> _WHAT THE EXERCISE ASKS_:
Copy out each line below that has the word "quantity" in it.

> _EXCERPTED RECORDS_:
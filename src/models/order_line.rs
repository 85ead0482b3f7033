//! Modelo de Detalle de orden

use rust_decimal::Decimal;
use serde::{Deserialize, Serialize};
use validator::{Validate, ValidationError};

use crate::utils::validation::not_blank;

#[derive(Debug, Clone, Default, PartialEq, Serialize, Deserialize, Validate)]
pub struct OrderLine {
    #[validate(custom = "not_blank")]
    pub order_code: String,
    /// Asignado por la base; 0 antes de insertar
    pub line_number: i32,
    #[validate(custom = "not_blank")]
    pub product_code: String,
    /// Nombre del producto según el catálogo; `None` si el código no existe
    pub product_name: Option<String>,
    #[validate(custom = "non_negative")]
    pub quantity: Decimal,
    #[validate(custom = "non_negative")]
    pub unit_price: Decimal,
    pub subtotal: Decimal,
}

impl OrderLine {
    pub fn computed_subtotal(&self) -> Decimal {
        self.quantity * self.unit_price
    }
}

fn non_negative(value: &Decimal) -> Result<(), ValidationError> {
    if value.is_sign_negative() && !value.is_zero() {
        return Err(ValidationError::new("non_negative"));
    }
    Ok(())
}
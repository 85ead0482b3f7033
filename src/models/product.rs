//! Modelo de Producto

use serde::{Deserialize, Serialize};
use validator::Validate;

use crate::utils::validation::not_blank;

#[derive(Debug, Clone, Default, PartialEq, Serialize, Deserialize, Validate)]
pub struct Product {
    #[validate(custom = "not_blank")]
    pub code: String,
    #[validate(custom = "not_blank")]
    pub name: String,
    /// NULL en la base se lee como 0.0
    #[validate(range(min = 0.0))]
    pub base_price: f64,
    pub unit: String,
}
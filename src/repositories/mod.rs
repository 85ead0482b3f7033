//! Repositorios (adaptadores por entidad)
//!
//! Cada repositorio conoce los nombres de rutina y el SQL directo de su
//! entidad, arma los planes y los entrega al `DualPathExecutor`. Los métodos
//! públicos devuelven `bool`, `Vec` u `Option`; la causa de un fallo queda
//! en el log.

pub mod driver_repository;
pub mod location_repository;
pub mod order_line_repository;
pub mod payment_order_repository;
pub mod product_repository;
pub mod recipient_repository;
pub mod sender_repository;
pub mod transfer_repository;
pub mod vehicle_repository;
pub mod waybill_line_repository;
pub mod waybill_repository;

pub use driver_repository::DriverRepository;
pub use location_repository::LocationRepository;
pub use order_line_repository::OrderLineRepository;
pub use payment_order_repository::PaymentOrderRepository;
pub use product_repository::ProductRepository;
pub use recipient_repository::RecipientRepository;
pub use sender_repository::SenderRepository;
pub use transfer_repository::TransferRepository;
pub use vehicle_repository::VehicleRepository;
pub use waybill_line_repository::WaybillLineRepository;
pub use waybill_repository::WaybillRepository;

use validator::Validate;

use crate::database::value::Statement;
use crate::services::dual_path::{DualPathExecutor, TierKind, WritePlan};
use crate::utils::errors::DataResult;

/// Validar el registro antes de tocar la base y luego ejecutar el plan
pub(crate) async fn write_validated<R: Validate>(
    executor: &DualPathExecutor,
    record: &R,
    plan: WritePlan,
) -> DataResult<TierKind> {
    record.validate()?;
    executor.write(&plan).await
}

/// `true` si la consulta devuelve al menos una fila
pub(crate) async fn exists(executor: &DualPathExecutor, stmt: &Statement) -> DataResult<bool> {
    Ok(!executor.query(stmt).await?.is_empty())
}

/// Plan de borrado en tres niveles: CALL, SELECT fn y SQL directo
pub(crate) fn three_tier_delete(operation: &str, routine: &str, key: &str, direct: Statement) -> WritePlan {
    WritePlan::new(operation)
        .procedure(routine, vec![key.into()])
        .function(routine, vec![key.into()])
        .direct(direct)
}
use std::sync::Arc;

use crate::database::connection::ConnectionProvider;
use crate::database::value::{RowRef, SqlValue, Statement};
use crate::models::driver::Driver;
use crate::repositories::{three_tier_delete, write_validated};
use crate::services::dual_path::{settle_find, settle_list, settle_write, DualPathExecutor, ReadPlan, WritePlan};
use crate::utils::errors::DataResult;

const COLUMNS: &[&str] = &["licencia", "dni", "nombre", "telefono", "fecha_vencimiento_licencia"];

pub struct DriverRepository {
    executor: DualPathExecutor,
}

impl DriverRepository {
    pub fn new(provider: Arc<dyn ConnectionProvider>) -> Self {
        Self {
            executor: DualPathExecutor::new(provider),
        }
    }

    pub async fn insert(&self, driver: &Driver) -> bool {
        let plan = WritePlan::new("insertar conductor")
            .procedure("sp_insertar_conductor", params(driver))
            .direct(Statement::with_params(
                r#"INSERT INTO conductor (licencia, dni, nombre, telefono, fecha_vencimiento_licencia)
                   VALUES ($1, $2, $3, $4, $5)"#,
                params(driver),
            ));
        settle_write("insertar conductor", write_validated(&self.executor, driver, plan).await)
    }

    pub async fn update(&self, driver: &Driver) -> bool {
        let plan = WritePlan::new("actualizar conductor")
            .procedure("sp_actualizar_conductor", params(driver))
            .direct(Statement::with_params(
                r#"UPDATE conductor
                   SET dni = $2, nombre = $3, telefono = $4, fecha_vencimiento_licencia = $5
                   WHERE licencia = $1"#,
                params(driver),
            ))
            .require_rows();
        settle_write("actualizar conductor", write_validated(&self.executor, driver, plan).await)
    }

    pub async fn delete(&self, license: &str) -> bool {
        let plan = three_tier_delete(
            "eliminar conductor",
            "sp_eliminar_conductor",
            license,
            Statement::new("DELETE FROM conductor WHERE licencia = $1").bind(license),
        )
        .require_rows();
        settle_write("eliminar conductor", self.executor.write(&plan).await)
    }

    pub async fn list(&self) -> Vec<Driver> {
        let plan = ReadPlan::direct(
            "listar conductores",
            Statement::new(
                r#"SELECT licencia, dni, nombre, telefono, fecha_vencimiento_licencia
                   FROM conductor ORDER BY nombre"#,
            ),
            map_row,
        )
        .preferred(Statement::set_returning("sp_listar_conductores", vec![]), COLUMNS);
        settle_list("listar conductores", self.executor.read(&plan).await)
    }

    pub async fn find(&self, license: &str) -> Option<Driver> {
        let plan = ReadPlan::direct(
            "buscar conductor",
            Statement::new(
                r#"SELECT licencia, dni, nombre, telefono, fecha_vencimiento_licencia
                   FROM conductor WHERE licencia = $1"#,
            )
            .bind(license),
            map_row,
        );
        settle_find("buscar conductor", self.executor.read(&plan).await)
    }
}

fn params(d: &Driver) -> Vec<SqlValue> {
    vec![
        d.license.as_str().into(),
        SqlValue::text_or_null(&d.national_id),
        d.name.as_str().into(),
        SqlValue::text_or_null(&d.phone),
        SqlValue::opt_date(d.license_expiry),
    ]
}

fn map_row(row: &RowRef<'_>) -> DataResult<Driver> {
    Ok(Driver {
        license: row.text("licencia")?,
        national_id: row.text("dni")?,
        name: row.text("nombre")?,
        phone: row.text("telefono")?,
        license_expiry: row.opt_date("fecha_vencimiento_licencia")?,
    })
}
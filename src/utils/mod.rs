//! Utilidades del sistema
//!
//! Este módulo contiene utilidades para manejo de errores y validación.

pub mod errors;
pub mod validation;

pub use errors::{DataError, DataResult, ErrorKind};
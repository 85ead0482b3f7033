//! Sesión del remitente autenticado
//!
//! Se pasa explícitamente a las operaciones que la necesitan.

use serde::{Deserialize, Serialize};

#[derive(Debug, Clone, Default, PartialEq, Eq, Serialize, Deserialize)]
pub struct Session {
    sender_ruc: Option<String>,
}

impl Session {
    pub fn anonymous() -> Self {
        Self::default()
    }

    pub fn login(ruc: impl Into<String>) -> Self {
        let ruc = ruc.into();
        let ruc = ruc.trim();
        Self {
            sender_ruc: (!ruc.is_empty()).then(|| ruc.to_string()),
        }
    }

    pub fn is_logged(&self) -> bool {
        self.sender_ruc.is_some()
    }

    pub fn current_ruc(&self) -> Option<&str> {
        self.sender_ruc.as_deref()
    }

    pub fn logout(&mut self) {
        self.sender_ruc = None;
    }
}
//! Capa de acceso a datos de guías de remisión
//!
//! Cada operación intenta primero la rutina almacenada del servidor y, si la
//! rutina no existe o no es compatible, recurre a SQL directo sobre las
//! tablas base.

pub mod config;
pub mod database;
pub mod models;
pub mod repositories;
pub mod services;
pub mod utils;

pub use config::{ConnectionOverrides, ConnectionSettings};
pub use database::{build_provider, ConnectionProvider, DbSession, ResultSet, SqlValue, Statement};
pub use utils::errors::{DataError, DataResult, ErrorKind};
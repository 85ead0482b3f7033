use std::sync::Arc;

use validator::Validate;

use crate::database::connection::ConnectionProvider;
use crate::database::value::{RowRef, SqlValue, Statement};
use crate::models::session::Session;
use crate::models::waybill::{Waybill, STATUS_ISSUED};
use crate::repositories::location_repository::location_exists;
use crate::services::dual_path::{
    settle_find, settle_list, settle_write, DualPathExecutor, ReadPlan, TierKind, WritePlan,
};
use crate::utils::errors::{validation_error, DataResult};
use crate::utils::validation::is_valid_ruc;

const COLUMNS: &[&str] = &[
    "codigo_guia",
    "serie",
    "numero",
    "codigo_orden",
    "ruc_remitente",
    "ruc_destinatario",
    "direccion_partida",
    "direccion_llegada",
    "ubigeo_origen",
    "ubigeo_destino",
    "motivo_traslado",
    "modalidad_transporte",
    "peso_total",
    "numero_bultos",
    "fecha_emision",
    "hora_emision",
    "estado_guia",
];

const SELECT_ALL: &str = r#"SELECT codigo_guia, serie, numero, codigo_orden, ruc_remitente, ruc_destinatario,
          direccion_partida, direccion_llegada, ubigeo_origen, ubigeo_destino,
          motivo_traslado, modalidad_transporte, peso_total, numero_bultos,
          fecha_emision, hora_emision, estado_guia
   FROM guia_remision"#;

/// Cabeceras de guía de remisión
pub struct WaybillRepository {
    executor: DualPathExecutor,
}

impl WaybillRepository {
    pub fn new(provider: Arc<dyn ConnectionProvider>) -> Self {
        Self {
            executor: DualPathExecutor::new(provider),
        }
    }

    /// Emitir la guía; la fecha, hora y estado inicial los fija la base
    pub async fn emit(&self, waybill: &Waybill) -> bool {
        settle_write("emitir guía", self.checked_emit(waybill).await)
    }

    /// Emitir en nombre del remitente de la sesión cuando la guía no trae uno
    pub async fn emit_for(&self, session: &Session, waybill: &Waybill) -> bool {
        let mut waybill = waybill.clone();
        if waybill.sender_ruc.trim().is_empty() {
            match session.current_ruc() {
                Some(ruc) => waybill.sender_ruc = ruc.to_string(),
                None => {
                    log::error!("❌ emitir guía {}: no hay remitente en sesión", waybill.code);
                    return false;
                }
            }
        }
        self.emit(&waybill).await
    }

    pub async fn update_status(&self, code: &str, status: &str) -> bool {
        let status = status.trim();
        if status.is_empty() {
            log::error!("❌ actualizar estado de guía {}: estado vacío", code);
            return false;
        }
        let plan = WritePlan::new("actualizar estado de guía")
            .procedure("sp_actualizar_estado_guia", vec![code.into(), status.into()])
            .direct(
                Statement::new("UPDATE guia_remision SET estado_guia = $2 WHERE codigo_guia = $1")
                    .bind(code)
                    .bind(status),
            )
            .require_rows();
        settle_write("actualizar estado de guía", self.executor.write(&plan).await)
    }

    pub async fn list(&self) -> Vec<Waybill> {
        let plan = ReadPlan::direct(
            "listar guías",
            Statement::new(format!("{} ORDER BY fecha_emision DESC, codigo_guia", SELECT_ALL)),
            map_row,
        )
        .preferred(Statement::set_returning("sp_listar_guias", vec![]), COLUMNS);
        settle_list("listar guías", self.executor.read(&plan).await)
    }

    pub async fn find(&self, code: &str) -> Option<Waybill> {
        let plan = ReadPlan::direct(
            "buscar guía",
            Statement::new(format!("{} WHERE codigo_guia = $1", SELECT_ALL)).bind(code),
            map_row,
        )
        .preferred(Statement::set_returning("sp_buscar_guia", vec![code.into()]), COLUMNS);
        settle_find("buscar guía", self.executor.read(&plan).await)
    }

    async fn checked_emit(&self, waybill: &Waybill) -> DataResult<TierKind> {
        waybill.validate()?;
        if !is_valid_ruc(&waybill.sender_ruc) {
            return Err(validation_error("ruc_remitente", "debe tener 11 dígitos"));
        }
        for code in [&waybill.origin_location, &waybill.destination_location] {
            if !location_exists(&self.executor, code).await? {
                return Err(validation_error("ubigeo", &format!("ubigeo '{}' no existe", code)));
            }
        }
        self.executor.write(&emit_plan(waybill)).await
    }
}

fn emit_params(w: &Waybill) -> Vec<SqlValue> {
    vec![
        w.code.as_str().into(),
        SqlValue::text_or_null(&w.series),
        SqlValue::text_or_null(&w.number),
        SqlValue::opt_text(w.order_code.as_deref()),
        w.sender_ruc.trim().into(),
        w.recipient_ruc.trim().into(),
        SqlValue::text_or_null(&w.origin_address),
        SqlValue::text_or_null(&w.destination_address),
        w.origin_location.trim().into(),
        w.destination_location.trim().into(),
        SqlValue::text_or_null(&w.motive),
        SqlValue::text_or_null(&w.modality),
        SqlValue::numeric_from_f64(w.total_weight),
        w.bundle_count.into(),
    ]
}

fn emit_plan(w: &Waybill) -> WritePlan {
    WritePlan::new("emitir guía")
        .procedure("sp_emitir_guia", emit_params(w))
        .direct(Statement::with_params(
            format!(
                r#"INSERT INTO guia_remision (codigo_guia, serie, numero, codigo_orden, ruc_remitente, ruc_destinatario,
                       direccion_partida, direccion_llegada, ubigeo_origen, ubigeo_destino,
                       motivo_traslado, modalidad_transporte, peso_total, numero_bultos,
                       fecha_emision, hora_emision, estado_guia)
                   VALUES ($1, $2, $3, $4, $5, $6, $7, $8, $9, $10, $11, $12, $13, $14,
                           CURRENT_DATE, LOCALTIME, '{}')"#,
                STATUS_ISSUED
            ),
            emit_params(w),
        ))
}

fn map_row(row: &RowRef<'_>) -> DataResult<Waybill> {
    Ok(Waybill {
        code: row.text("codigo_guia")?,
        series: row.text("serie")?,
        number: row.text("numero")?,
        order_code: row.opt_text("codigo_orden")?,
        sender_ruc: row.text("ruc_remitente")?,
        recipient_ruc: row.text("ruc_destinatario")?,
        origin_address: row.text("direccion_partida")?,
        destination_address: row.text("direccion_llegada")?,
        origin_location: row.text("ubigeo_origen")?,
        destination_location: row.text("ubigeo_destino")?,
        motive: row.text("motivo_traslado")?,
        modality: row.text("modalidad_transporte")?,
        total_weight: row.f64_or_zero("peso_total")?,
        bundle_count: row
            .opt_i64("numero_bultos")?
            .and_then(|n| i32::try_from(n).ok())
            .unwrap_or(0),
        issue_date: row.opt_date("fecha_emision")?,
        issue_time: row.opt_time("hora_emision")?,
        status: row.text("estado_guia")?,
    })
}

> _EXERCISE ANSWER_:
    pub quantity: Decimal,
        self.quantity * self.unit_price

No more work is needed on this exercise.